- Coromandel East Location in greater metropolitan Adelaide
- Coordinates: 35°03′22″S 138°39′07″E﻿ / ﻿35.056°S 138.652°E
- Country: Australia
- State: South Australia
- Region: Southern Adelaide
- City: Adelaide
- LGA: City of Onkaparinga;
- Location: 17 km (11 mi) from Adelaide;

Government
- • State electorate: Waite;
- • Federal division: Mayo;

Population
- • Total: 345 (SAL 2021)
- Postcode: 5157
- County: Adelaide
Suburbs around Coromandel East
| Hawthorndene | Upper Sturt | Upper Sturt |
| Coromandel Valley | Coromandel East | Ironbank |
| Cherry Gardens | Cherry Gardens | Cherry Gardens |

= Coromandel East, South Australia =

Coromandel East is a semi-rural suburb of Adelaide, South Australia. It lies within the City of Onkaparinga and has postcode 5157.

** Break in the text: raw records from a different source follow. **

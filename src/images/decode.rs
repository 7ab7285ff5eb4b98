//! Decoding fetched bytes into an embeddable JPEG

use image::codecs::jpeg::JpegEncoder;

use super::ImageError;
use crate::render::EmbeddedImage;

const JPEG_QUALITY: u8 = 90;

/// Decode any supported raster format and re-encode it as baseline RGB JPEG
///
/// Alpha is dropped; the catalog page background is white.
pub fn decode_for_embedding(bytes: &[u8]) -> Result<EmbeddedImage, ImageError> {
    let decoded = image::load_from_memory(bytes).map_err(|e| ImageError::Decode(e.to_string()))?;
    let rgb = decoded.to_rgb8();
    let (width, height) = rgb.dimensions();

    let mut jpeg = Vec::new();
    JpegEncoder::new_with_quality(&mut jpeg, JPEG_QUALITY)
        .encode_image(&rgb)
        .map_err(|e| ImageError::Decode(e.to_string()))?;

    Ok(EmbeddedImage {
        width,
        height,
        jpeg,
    })
}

Coromandel East, and its neighbouring suburb, Coromandel Valley, gain their name from a ship, the Coromandel, which arrived in Holdfast Bay from London in 1837 with 156 English settlers. The ship was in turn named after the Coromandel Coast in India. After the ship reached the shore, some of its sailors deserted, intending to remain behind in South Australia, and took refuge in the hills in the Coromandel Valley region.